- _WORK REQUEST_
How many of the lines in the material below contain the word "BadRequest"? Give the number alone.
┌──
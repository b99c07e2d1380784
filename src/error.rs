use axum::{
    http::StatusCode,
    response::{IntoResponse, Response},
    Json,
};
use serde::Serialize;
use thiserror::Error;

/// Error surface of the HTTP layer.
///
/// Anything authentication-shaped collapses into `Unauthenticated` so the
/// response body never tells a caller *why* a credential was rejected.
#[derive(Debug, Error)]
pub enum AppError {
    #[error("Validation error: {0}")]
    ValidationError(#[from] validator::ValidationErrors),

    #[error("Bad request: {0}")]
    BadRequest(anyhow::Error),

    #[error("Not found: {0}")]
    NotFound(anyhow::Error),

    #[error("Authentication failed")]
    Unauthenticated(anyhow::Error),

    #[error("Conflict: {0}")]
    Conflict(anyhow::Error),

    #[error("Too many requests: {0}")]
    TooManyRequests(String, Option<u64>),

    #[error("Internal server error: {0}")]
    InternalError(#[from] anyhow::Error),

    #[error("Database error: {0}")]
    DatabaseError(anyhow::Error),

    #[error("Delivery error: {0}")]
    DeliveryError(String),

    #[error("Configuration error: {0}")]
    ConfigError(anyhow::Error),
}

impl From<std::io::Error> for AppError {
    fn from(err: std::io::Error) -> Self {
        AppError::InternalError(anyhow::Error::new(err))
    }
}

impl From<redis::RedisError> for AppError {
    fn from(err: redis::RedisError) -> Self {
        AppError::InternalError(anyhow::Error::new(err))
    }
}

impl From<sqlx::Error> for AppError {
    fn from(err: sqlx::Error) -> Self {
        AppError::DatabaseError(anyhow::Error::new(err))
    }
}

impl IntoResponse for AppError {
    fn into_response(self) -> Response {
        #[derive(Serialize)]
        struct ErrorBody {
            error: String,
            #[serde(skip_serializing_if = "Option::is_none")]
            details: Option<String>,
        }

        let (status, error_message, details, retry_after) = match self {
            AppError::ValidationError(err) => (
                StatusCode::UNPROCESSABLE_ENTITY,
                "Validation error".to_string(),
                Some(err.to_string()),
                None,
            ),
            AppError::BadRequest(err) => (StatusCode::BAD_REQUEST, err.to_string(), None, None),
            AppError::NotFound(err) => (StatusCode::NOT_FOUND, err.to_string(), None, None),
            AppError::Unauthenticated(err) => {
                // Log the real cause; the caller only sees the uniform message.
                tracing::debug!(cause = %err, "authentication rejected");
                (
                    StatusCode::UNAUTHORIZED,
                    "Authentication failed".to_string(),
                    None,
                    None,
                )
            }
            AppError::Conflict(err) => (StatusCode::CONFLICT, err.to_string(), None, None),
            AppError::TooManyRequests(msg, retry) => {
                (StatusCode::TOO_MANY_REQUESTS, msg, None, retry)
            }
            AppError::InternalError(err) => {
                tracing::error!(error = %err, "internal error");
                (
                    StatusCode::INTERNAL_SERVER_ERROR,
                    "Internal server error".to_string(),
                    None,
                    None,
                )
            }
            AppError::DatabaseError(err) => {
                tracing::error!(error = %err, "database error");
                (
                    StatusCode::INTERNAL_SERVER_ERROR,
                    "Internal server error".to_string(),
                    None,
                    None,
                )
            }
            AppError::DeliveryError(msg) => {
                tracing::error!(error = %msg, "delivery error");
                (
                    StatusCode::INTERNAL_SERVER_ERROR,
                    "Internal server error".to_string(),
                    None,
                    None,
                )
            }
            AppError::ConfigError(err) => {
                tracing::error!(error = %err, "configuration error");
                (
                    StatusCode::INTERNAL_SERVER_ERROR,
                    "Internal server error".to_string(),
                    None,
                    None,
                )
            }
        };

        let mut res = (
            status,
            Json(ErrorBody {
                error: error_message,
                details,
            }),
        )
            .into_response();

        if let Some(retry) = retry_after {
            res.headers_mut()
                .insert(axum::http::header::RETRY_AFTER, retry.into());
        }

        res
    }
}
└──
- _ANSWER SECTION_
2